Hoag v. Wright

74 N.Y.S. 1069 | N.Y. App. Div. | 1902

GOODRICH, P. J.

This action has been tried before a jury five times. The first trial resulted in a verdict for the defendants, which we reversed for error in the admission Of evidence. 34 App. Div. 260, 54 N. Y. Supp. 658. The second trial resulted in a verdict for the plaintiff, which the sitting justice (Mr. Justice JENKS) set aside for error in the rejection of evidence. In the two following trials the juries disagreed. At the last trial the jury found a verdict for the plaintiff, and the defendants appeal.

The action was brought against the executors of the will of Hester Hoag, who died in February, 1895, to recover the amount of two promissory notes which the plaintiff alleged were made by Hester Hoag, his mother, to his order,—one for $2,000, dated October 16, 1890, and the other for $4,000, dated November 13, 1894. The defendants alleged that the. notes were forgeries, and, if genuine, had been given without any consideration. On the question of forgery there was much contradictory evidence. The plaintiff’s wife testified that Mrs. Hoag, about two weeks, before her death, put the two notes in an envelope and told her to give them to the plaintiff, which she immediately did. The plaintiff testified to the receipt of the notes and envelope from his wife, and that he put them into his desk, where they remained till after his mother’s death. Both husband and wife testified to their belief in the genuineness of the signatures. There was also evidence of bankers and experts that in their opinion the signatures of the notes were genuine. Comparison was made of the signatures in question with others admitted to be genuine, and handwriting experts testified that in their opinion the signatures were made by Mrs. Hoag, pointing out their reasons for such opinion. The defendants produced other witnesses of the same kind as those produced by the plaintiff, and they testified that in their opinion the signatures were not made by Mrs. Hoag. These handwriting experts gave the reasons for their opinion that the signatures were not the signatures of Mrs. Hoag. The consideration of the notes was also the subject of much conflicting testimony.
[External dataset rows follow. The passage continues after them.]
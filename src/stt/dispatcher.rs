//! Serialized, off-loop access to the shared STT engine.
//!
//! One [`InferenceDispatcher`] owns the process-wide engine.  Sessions hold
//! clones of the dispatcher, never the engine itself.  Every call:
//!
//! 1. waits its turn on an async, FIFO engine lock, so at most one inference
//!    runs at a time across all sessions and queued windows cost no thread;
//! 2. moves the [`Window`] and the lock guard onto tokio's blocking pool
//!    (`spawn_blocking`), so async workers never stall on inference;
//! 3. folds engine errors and task panics into [`TranscriptionResult::Failed`].
//!
//! Only the running inference occupies a blocking thread; the rest of the pool
//! stays free for DNS resolution and file I/O.

use std::sync::Arc;
use std::time::Instant;

use tokio::sync::Mutex;

use crate::audio::Window;
use crate::stt::engine::SttEngine;

// ---------------------------------------------------------------------------
// TranscriptionResult
// ---------------------------------------------------------------------------

/// Outcome of transcribing one window.
#[derive(Debug, Clone, PartialEq, Eq)]
pub enum TranscriptionResult {
    /// Engine succeeded.  The text is trimmed and may be empty (silence).
    Transcript(String),
    /// Engine or task failure, with a human-readable message.
    Failed(String),
}

impl TranscriptionResult {
    /// The spoken text, or `None` for silence and failures.
    pub fn utterance(&self) -> Option<&str> {
        match self {
            TranscriptionResult::Transcript(text) if !text.is_empty() => Some(text),
            _ => None,
        }
    }
}

// ---------------------------------------------------------------------------
// InferenceDispatcher
// ---------------------------------------------------------------------------

/// Cheap-to-clone handle to the single shared engine instance.
#[derive(Clone)]
pub struct InferenceDispatcher {
    engine: Arc<Mutex<Box<dyn SttEngine>>>,
}

impl std::fmt::Debug for InferenceDispatcher {
    fn fmt(&self, f: &mut std::fmt::Formatter<'_>) -> std::fmt::Result {
        f.debug_struct("InferenceDispatcher").finish_non_exhaustive()
    }
}

impl InferenceDispatcher {
    /// Take ownership of `engine`.  Create one dispatcher per loaded model
    /// and clone it into each session.
    pub fn new(engine: Box<dyn SttEngine>) -> Self {
        Self {
            engine: Arc::new(Mutex::new(engine)),
        }
    }

    /// Transcribe `window` on the blocking pool.
    ///
    /// Never fails: errors come back as [`TranscriptionResult::Failed`].
    /// Dropping the future while it is still queued gives up its turn; once
    /// the inference has started it completes and its result is discarded.
    pub async fn transcribe(&self, window: Window) -> TranscriptionResult {
        let samples = window.len();
        let queued = Instant::now();
        let mut engine = Arc::clone(&self.engine).lock_owned().await;
        let waited = queued.elapsed();

        let joined = tokio::task::spawn_blocking(move || {
            let started = Instant::now();
            let result = engine.transcribe(window.samples());
            log::debug!(
                "stt: {samples} samples, waited {} ms, inference {} ms",
                waited.as_millis(),
                started.elapsed().as_millis()
            );
            result
        })
        .await;

        match joined {
            Ok(Ok(text)) => TranscriptionResult::Transcript(text.trim().to_string()),
            Ok(Err(e)) => {
                log::warn!("stt: transcription failed: {e}");
                TranscriptionResult::Failed(e.to_string())
            }
            Err(e) => {
                log::error!("stt: inference task failed: {e}");
                TranscriptionResult::Failed(format!("inference task failed: {e}"))
            }
        }
    }
}

// ---------------------------------------------------------------------------
// Tests
// ---------------------------------------------------------------------------
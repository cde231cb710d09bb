//! Decoder settings applied to every window.

use crate::config::SttConfig;

/// Language value that lets Whisper detect the language itself.
pub const AUTO_LANGUAGE: &str = "auto";

// ---------------------------------------------------------------------------
// SamplingStrategy
// ---------------------------------------------------------------------------

/// Owned, `Clone` counterpart of `whisper_rs::SamplingStrategy`.
#[derive(Debug, Clone, Copy, PartialEq)]
pub enum SamplingStrategy {
    Greedy { best_of: i32 },
    BeamSearch { beam_size: i32, patience: f32 },
}

impl Default for SamplingStrategy {
    /// Single-candidate greedy decoding; every session queues behind the
    /// same engine, so per-window latency comes first.
    fn default() -> Self {
        SamplingStrategy::Greedy { best_of: 1 }
    }
}

impl SamplingStrategy {
    pub(crate) fn to_whisper(self) -> whisper_rs::SamplingStrategy {
        match self {
            SamplingStrategy::Greedy { best_of } => {
                whisper_rs::SamplingStrategy::Greedy { best_of }
            }
            SamplingStrategy::BeamSearch {
                beam_size,
                patience,
            } => whisper_rs::SamplingStrategy::BeamSearch {
                beam_size,
                patience,
            },
        }
    }
}

// ---------------------------------------------------------------------------
// TranscribeParams
// ---------------------------------------------------------------------------

/// Settings applied to every window.
///
/// ```
/// use live_transcribe::config::SttConfig;
/// use live_transcribe::stt::TranscribeParams;
///
/// let params = TranscribeParams::from(&SttConfig { language: "en".into(), ..SttConfig::default() });
/// assert_eq!(params.language_hint(), Some("en"));
/// assert_eq!(TranscribeParams::default().language_hint(), None);
/// ```
#[derive(Debug, Clone)]
pub struct TranscribeParams {
    /// ISO-639-1 code, or [`AUTO_LANGUAGE`].
    pub language: String,
    pub strategy: SamplingStrategy,
    /// CPU threads whisper.cpp may use for one window.
    pub n_threads: i32,
}

impl Default for TranscribeParams {
    fn default() -> Self {
        Self {
            language: AUTO_LANGUAGE.into(),
            strategy: SamplingStrategy::default(),
            n_threads: inference_threads(),
        }
    }
}

impl From<&SttConfig> for TranscribeParams {
    fn from(config: &SttConfig) -> Self {
        let strategy = match config.beam_size {
            0 | 1 => SamplingStrategy::default(),
            beam_size => SamplingStrategy::BeamSearch {
                beam_size: beam_size as i32,
                patience: -1.0,
            },
        };
        Self {
            language: config.language.clone(),
            strategy,
            ..Self::default()
        }
    }
}

impl TranscribeParams {
    /// The language to force, or `None` for detection.
    pub fn language_hint(&self) -> Option<&str> {
        let lang = self.language.trim();
        if lang.is_empty() || lang.eq_ignore_ascii_case(AUTO_LANGUAGE) {
            None
        } else {
            Some(lang)
        }
    }
}

/// Inference runs one window at a time, so it may use most cores; capped at 8.
fn inference_threads() -> i32 {
    std::thread::available_parallelism()
        .map(|n| n.get().min(8) as i32)
        .unwrap_or(4)
}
The learned justice (Mr. Wilmot M. Smith) who presided at the trial submitted both questions to the jury, in a charge so fair and impartial that no exception was talcen thereto. On both questions the verdict was in favor of the plaintiff, *1071and, after careful examination of the record and the briefs, we cannot discover any such preponderance of evidence in favor of the defendants on either question as to require us to set the verdict aside.

None of the defendants’ exceptions to the rulings of the court in the admission and rejection of evidence is tenable.

The plaintiff was permitted to testify that he was familiar with his mother’s handwriting. To this no objection was made. He then testified, over the defendants’ exception, that the signatures to the notes were those of his deceased mother. Simmons v. Havens, 101 N. Y. 427, 5 N. E. 73, is authority for the proposition that such testimony is not a violation of section 829 of the Code of Civil Procedure, as it did not involve a personal transaction between the plaintiff and his mother.

Defendants offered in' evidence the will of Mrs. Hoag, but it is clear that it related only to collateral facts, and was properly excluded.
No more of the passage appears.